:: EXERCISE DATA ::

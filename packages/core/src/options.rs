//! Per-call request options.

/// What to do when the service answers with a non-success status.
#[derive(Debug, Clone, Copy, Default, PartialEq, Eq)]
pub enum ErrorPolicy {
    /// Fail with [`crate::Error::Status`]. The default.
    #[default]
    Fail,
    /// Hand the response back as if it had succeeded. The caller inspects
    /// the status itself (only meaningful with the `*_with_response` forms).
    Return,
}

/// Cross-cutting parameters merged into a single request.
///
/// Built by the caller for one call and consumed by it. Query parameters keep
/// their insertion order; setting a name twice replaces the earlier value in
/// place. Header names compare case-insensitively.
///
/// ```rust,ignore
/// let options = RequestOptions::new()
///     .query_param("direction", "BOTH")
///     .query_param("depth", 3)
///     .header("x-ms-client-request-id", "8c4a…");
/// ```
#[derive(Debug, Clone, Default, PartialEq, Eq)]
pub struct RequestOptions {
    headers: Vec<(String, String)>,
    query: Vec<(String, String)>,
    /// `None` until set, so an explicit `Fail` can override in [`merge`](Self::merge).
    error_policy: Option<ErrorPolicy>,
}

impl RequestOptions {
    pub fn new() -> Self {
        Self::default()
    }

    /// Add or replace a header.
    pub fn header(mut self, name: impl Into<String>, value: impl Into<String>) -> Self {
        let name = name.into();
        let value = value.into();
        match self
            .headers
            .iter_mut()
            .find(|(n, _)| n.eq_ignore_ascii_case(&name))
        {
            Some(slot) => slot.1 = value,
            None => self.headers.push((name, value)),
        }
        self
    }

    /// Add or replace a query parameter.
    pub fn query_param(mut self, name: impl Into<String>, value: impl ToString) -> Self {
        let name = name.into();
        let value = value.to_string();
        match self.query.iter_mut().find(|(n, _)| *n == name) {
            Some(slot) => slot.1 = value,
            None => self.query.push((name, value)),
        }
        self
    }

    /// Add a query parameter only when a value is present.
    pub fn query_param_opt<V: ToString>(self, name: impl Into<String>, value: Option<V>) -> Self {
        match value {
            Some(v) => self.query_param(name, v),
            None => self,
        }
    }

    pub fn error_policy(mut self, policy: ErrorPolicy) -> Self {
        self.error_policy = Some(policy);
        self
    }

    /// Merge `other` into `self`; values from `other` win.
    pub fn merge(mut self, other: RequestOptions) -> Self {
        for (name, value) in other.headers {
            self = self.header(name, value);
        }
        for (name, value) in other.query {
            self = self.query_param(name, value);
        }
        self.error_policy = other.error_policy.or(self.error_policy);
        self
    }

    pub fn headers(&self) -> &[(String, String)] {
        &self.headers
    }

    pub fn query(&self) -> &[(String, String)] {
        &self.query
    }

    pub fn get_query(&self, name: &str) -> Option<&str> {
        self.query
            .iter()
            .find(|(n, _)| n == name)
            .map(|(_, v)| v.as_str())
    }

    pub fn get_error_policy(&self) -> ErrorPolicy {
        self.error_policy.unwrap_or_default()
    }
}

#[cfg(test)]
mod tests {
    use super::*;

    #[test]
    fn query_params_keep_order_and_replace_in_place() {
        let o = RequestOptions::new()
            .query_param("direction", "INPUT")
            .query_param("depth", 3)
            .query_param("direction", "BOTH");
        assert_eq!(
            o.query(),
            &[
                ("direction".to_string(), "BOTH".to_string()),
                ("depth".to_string(), "3".to_string()),
            ]
        );
        assert_eq!(o.get_query("depth"), Some("3"));
    }

    #[test]
    fn header_names_are_case_insensitive() {
        let o = RequestOptions::new()
            .header("X-Trace", "a")
            .header("x-trace", "b");
        assert_eq!(o.headers(), &[("X-Trace".to_string(), "b".to_string())]);
    }

    #[test]
    fn optional_params_are_skipped_when_absent() {
        let o = RequestOptions::new()
            .query_param_opt("limit", Some(10))
            .query_param_opt::<u32>("offset", None);
        assert_eq!(o.get_query("limit"), Some("10"));
        assert_eq!(o.get_query("offset"), None);
    }

    #[test]
    fn merge_prefers_right_hand_side() {
        let base = RequestOptions::new().query_param("depth", 1).header("a", "1");
        let merged = base.merge(
            RequestOptions::new()
                .query_param("depth", 5)
                .error_policy(ErrorPolicy::Return),
        );
        assert_eq!(merged.get_query("depth"), Some("5"));
        assert_eq!(merged.headers().len(), 1);
        assert_eq!(merged.get_error_policy(), ErrorPolicy::Return);
    }

    #[test]
    fn explicit_fail_overrides_return_on_merge() {
        let lenient = RequestOptions::new().error_policy(ErrorPolicy::Return);
        let strict = lenient.clone().merge(RequestOptions::new().error_policy(ErrorPolicy::Fail));
        assert_eq!(strict.get_error_policy(), ErrorPolicy::Fail);

        let unset = lenient.merge(RequestOptions::new().query_param("depth", 2));
        assert_eq!(unset.get_error_policy(), ErrorPolicy::Return);
        assert_eq!(RequestOptions::new().get_error_policy(), ErrorPolicy::Fail);
    }
}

:: WHAT YOU WILL DO ::
Return all of the material exactly as written, from the first line through the last.

:: EXERCISE RESULT ::
filename packages/core/src/options.rs
//! Per-call request options.

/// What to do when the service answers with a non-success status.
#[derive(Debug, Clone, Copy, Default, PartialEq, Eq)]
pub enum ErrorPolicy {
    /// Fail with [`crate::Error::Status`]. The default.
    #[default]
    Fail,
    /// Hand the response back as if it had succeeded. The caller inspects
    /// the status itself (only meaningful with the `*_with_response` forms).
    Return,
}

/// Cross-cutting parameters merged into a single request.
///
/// Built by the caller for one call and consumed by it. Query parameters keep
/// their insertion order; setting a name twice replaces the earlier value in
/// place. Header names compare case-insensitively.
///
/// ```rust,ignore
/// let options = RequestOptions::new()
///     .query_param("direction", "BOTH")
///     .query_param("depth", 3)
///     .header("x-ms-client-request-id", "8c4a…");
/// ```
#[derive(Debug, Clone, Default, PartialEq, Eq)]
pub struct RequestOptions {
    headers: Vec<(String, String)>,
    query: Vec<(String, String)>,
    /// `None` until set, so an explicit `Fail` can override in [`merge`](Self::merge).
    error_policy: Option<ErrorPolicy>,
}

impl RequestOptions {
    pub fn new() -> Self {
        Self::default()
    }

    /// Add or replace a header.
    pub fn header(mut self, name: impl Into<String>, value: impl Into<String>) -> Self {
        let name = name.into();
        let value = value.into();
        match self
            .headers
            .iter_mut()
            .find(|(n, _)| n.eq_ignore_ascii_case(&name))
        {
            Some(slot) => slot.1 = value,
            None => self.headers.push((name, value)),
        }
        self
    }

    /// Add or replace a query parameter.
    pub fn query_param(mut self, name: impl Into<String>, value: impl ToString) -> Self {
        let name = name.into();
        let value = value.to_string();
        match self.query.iter_mut().find(|(n, _)| *n == name) {
            Some(slot) => slot.1 = value,
            None => self.query.push((name, value)),
        }
        self
    }

    /// Add a query parameter only when a value is present.
    pub fn query_param_opt<V: ToString>(self, name: impl Into<String>, value: Option<V>) -> Self {
        match value {
            Some(v) => self.query_param(name, v),
            None => self,
        }
    }

    pub fn error_policy(mut self, policy: ErrorPolicy) -> Self {
        self.error_policy = Some(policy);
        self
    }

    /// Merge `other` into `self`; values from `other` win.
    pub fn merge(mut self, other: RequestOptions) -> Self {
        for (name, value) in other.headers {
            self = self.header(name, value);
        }
        for (name, value) in other.query {
            self = self.query_param(name, value);
        }
        self.error_policy = other.error_policy.or(self.error_policy);
        self
    }

    pub fn headers(&self) -> &[(String, String)] {
        &self.headers
    }

    pub fn query(&self) -> &[(String, String)] {
        &self.query
    }

    pub fn get_query(&self, name: &str) -> Option<&str> {
        self.query
            .iter()
            .find(|(n, _)| n == name)
            .map(|(_, v)| v.as_str())
    }

    pub fn get_error_policy(&self) -> ErrorPolicy {
        self.error_policy.unwrap_or_default()
    }
}

#[cfg(test)]
mod tests {
    use super::*;

    #[test]
    fn query_params_keep_order_and_replace_in_place() {
        let o = RequestOptions::new()
            .query_param("direction", "INPUT")
            .query_param("depth", 3)
            .query_param("direction", "BOTH");
        assert_eq!(
            o.query(),
            &[
                ("direction".to_string(), "BOTH".to_string()),
                ("depth".to_string(), "3".to_string()),
            ]
        );
        assert_eq!(o.get_query("depth"), Some("3"));
    }

    #[test]
    fn header_names_are_case_insensitive() {
        let o = RequestOptions::new()
            .header("X-Trace", "a")
            .header("x-trace", "b");
        assert_eq!(o.headers(), &[("X-Trace".to_string(), "b".to_string())]);
    }

    #[test]
    fn optional_params_are_skipped_when_absent() {
        let o = RequestOptions::new()
            .query_param_opt("limit", Some(10))
            .query_param_opt::<u32>("offset", None);
        assert_eq!(o.get_query("limit"), Some("10"));
        assert_eq!(o.get_query("offset"), None);
    }

    #[test]
    fn merge_prefers_right_hand_side() {
        let base = RequestOptions::new().query_param("depth", 1).header("a", "1");
        let merged = base.merge(
            RequestOptions::new()
                .query_param("depth", 5)
                .error_policy(ErrorPolicy::Return),
        );
        assert_eq!(merged.get_query("depth"), Some("5"));
        assert_eq!(merged.headers().len(), 1);
        assert_eq!(merged.get_error_policy(), ErrorPolicy::Return);
    }

    #[test]
    fn explicit_fail_overrides_return_on_merge() {
        let lenient = RequestOptions::new().error_policy(ErrorPolicy::Return);
        let strict = lenient.clone().merge(RequestOptions::new().error_policy(ErrorPolicy::Fail));
        assert_eq!(strict.get_error_policy(), ErrorPolicy::Fail);

        let unset = lenient.merge(RequestOptions::new().query_param("depth", 2));
        assert_eq!(unset.get_error_policy(), ErrorPolicy::Return);
        assert_eq!(RequestOptions::new().get_error_policy(), ErrorPolicy::Fail);
    }
}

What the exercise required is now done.